(EXERCISE INPUT begins)

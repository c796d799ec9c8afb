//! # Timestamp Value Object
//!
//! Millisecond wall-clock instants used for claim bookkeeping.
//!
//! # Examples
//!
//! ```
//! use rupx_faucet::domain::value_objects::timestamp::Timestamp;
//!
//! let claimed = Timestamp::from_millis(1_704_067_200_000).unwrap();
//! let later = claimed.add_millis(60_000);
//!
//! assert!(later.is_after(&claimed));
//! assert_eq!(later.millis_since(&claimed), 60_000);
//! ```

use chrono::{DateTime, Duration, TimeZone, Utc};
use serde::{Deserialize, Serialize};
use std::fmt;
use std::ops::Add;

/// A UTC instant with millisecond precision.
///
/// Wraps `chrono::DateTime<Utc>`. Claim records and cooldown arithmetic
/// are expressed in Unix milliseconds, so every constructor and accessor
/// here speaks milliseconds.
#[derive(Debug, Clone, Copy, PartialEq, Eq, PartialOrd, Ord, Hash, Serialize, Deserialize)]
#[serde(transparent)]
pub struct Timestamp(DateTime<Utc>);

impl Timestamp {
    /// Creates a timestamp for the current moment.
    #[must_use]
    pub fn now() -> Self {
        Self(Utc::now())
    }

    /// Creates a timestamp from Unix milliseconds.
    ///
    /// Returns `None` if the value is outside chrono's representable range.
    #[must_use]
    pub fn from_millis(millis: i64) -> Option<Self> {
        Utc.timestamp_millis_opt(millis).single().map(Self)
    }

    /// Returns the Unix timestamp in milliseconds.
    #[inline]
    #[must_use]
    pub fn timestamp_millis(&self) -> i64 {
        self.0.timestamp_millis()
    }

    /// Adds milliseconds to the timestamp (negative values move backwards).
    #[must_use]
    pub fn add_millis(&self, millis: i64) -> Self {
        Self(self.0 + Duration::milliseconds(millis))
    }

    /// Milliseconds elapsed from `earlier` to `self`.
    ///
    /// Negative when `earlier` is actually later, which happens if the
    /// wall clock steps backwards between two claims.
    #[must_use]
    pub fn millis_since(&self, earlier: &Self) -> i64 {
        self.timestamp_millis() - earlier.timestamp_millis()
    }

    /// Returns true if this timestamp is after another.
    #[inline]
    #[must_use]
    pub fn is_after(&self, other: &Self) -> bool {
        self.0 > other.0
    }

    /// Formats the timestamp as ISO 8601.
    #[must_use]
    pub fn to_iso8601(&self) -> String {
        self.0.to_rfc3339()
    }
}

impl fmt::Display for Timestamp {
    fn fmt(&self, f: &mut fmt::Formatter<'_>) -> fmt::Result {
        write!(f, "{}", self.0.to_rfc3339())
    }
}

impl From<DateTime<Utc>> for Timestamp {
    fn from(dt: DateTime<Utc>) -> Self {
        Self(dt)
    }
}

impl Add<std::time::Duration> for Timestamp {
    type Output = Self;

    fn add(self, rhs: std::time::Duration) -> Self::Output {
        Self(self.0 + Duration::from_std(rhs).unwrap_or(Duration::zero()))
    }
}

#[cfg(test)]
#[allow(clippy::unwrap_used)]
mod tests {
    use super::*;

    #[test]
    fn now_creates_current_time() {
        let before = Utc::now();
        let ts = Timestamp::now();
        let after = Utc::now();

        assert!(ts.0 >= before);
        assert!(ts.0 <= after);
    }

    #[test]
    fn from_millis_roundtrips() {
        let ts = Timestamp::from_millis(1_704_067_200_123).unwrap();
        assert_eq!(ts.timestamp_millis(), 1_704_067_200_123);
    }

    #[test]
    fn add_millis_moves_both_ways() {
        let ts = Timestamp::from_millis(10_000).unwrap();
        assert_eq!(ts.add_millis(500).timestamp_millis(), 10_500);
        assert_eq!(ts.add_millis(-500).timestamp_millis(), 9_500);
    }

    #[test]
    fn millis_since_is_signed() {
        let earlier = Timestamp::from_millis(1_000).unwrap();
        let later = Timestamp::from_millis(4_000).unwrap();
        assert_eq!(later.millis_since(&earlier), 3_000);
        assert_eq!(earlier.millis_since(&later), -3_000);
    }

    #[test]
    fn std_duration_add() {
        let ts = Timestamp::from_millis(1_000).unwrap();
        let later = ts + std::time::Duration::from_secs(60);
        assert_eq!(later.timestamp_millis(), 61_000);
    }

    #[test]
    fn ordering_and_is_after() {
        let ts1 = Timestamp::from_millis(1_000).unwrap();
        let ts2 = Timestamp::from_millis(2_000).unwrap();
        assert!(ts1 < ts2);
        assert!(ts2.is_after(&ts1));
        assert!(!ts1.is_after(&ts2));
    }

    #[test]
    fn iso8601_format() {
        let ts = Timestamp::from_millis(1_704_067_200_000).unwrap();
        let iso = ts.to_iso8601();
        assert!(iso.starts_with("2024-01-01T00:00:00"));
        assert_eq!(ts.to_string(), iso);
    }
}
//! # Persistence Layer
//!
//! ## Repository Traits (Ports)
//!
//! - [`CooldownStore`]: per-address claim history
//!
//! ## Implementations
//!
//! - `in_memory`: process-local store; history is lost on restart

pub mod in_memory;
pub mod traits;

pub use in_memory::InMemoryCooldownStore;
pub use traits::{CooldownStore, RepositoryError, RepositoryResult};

(EXERCISE INPUT ends)
(EXERCISE INPUT begins)

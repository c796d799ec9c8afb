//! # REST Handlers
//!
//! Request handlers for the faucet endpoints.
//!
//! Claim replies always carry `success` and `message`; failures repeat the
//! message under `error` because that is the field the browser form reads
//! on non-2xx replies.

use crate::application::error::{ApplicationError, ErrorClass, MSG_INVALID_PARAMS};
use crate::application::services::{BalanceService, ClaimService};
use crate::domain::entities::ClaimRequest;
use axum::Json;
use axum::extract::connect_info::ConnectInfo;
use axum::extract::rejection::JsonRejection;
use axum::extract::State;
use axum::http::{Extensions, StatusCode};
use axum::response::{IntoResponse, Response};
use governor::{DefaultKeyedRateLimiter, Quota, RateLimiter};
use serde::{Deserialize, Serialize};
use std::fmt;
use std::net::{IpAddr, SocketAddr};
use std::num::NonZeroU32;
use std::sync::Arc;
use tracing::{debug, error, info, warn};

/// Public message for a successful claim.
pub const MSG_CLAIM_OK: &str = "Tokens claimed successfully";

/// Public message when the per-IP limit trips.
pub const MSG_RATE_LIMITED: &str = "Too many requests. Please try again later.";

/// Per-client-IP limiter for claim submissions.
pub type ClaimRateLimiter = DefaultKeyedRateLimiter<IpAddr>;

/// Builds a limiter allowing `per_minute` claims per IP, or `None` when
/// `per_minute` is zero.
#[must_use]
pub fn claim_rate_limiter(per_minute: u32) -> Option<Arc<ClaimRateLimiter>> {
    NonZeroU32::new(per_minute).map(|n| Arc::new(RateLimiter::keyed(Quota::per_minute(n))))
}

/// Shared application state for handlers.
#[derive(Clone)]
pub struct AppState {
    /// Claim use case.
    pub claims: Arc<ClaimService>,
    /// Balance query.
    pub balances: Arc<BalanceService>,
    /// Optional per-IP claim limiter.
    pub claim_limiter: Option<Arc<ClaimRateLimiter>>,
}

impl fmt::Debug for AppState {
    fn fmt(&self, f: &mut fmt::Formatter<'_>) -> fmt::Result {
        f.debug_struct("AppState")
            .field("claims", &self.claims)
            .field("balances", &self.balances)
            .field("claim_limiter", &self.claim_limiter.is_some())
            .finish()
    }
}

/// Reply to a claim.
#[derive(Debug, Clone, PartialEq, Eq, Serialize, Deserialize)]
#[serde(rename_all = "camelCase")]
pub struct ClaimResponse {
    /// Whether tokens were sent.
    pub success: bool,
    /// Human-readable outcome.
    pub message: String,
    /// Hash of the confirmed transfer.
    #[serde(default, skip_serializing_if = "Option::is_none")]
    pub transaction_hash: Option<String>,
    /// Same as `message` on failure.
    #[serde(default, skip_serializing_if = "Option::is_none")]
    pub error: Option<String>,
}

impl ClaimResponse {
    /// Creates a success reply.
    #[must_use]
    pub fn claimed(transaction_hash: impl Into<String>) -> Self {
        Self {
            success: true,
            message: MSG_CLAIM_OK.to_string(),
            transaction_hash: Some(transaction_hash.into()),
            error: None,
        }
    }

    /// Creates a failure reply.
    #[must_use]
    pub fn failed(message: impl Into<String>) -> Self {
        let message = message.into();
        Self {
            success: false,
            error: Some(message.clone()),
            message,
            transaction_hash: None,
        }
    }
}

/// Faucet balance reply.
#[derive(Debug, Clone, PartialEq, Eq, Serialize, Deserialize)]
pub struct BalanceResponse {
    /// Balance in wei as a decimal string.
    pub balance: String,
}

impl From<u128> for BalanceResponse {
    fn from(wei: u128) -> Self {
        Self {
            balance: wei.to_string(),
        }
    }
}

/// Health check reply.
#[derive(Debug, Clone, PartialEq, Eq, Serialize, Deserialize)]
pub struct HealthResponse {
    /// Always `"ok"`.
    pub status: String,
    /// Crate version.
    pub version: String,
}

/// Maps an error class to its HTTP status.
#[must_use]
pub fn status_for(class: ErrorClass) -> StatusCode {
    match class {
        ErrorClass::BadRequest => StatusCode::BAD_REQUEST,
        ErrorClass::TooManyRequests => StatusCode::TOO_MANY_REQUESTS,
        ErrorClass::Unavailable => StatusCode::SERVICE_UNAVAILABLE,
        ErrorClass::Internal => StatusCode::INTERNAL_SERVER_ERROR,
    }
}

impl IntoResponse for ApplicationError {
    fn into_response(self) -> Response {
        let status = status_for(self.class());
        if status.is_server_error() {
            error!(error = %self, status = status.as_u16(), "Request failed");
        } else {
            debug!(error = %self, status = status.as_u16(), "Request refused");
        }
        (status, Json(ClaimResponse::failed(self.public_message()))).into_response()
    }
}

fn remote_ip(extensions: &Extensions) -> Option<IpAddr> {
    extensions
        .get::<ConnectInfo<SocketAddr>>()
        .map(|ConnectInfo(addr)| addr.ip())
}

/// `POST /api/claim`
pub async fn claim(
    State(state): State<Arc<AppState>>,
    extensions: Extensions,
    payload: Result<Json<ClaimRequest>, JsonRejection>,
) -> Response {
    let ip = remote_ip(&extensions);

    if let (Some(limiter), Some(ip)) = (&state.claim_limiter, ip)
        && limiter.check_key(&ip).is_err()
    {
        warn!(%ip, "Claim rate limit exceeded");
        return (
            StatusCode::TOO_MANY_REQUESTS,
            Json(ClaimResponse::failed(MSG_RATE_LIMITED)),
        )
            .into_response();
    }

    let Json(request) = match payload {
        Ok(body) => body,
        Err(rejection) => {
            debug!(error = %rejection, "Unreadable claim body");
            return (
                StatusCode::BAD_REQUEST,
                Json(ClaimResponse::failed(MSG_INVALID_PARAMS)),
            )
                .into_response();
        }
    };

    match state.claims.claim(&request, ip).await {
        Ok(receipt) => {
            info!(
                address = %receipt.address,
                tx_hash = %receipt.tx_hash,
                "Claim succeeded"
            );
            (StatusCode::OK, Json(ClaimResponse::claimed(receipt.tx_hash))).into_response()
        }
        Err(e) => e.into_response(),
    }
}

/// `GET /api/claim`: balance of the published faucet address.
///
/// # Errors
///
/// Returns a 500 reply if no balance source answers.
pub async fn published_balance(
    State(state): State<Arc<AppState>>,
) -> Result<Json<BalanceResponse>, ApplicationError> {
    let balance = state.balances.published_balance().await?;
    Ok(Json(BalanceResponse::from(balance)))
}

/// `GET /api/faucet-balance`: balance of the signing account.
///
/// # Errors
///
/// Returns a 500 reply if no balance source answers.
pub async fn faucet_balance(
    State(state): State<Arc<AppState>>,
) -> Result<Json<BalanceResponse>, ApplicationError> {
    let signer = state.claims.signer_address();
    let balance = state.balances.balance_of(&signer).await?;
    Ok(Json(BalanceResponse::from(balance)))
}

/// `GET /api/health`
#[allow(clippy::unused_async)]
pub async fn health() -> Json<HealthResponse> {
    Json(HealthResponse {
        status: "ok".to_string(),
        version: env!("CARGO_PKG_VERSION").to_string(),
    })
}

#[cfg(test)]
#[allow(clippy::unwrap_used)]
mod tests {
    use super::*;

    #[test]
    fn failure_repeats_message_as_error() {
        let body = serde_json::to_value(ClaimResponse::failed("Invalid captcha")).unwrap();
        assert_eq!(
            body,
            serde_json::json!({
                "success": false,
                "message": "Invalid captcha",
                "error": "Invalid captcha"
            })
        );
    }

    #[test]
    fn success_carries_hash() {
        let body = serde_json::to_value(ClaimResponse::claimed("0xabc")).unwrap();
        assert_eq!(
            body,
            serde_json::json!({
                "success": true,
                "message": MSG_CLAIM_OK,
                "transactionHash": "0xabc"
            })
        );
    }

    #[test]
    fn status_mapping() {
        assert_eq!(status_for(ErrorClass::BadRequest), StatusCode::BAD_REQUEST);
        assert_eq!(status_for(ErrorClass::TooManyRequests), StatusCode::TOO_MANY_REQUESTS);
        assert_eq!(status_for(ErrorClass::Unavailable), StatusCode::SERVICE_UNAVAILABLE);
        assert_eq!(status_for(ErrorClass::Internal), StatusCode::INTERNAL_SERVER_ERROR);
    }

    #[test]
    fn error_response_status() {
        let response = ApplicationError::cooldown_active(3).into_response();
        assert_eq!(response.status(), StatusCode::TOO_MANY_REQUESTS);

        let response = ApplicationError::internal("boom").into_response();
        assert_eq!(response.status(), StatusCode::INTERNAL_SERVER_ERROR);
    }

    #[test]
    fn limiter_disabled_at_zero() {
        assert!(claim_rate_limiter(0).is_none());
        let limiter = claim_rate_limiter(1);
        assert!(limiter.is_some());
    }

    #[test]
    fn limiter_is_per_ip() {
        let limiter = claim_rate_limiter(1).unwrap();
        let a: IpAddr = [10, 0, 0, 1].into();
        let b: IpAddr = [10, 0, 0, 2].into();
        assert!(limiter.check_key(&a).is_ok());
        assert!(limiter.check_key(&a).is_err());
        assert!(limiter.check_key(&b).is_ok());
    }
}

(EXERCISE INPUT ends)

WORK TO COMPLETE:
The answer must be every line of the listing that holds the word "bool".

RESPONSE:
    pub fn is_after(&self, other: &Self) -> bool {
    pub success: bool,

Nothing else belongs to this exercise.